Among the entries below, copy every line that carries the word "impl".

• Supplied records:
*** Block opens ***

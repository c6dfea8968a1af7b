//! Page frames and page permissions.
use crate::addressing::PAGE_SIZE;
use alloc::boxed::Box;

bitflags::bitflags! {
    /// Possible memory permissions for a page.
    ///
    /// The [`Permission`] allows you to specify memory access permissions such as:
    /// - Whether a page is readable.
    /// - Whether a page is writable.
    /// - Whether a page is executable.
    /// - Whether a page can be accessed by user applications.
    pub struct Permission: usize {
        /// Page is readable.
        const READ = 1 << 0;
        /// Page is writable.
        const WRITE = 1 << 1;
        /// Page is executable.
        const EXECUTABLE = 1 << 2;
        /// Page can be referred by user application.
        const USER = 1 << 3;
    }
}

impl Permission {
    /// Readable user page, optionally writable.
    pub fn user(writable: bool) -> Self {
        if writable {
            Permission::READ | Permission::WRITE | Permission::USER
        } else {
            Permission::READ | Permission::USER
        }
    }
}

/// A single page-sized, page-aligned frame of memory owned by the kernel.
pub struct Page {
    inner: Box<[u8; PAGE_SIZE]>,
}

impl Page {
    /// Allocates a zero-filled page.
    pub fn new() -> Self {
        Self {
            inner: Box::new([0; PAGE_SIZE]),
        }
    }

    /// Returns the contents of the page.
    pub fn inner(&self) -> &[u8; PAGE_SIZE] {
        &self.inner
    }

    /// Returns the contents of the page for modification.
    pub fn inner_mut(&mut self) -> &mut [u8; PAGE_SIZE] {
        &mut self.inner
    }
}

impl Default for Page {
    fn default() -> Self {
        Self::new()
    }
}

impl Clone for Page {
    fn clone(&self) -> Self {
        let mut page = Page::new();
        page.inner_mut().copy_from_slice(self.inner());
        page
    }
}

*** Block closes ***

• Answer to this problem:
impl Permission {
impl Page {
impl Default for Page {
impl Clone for Page {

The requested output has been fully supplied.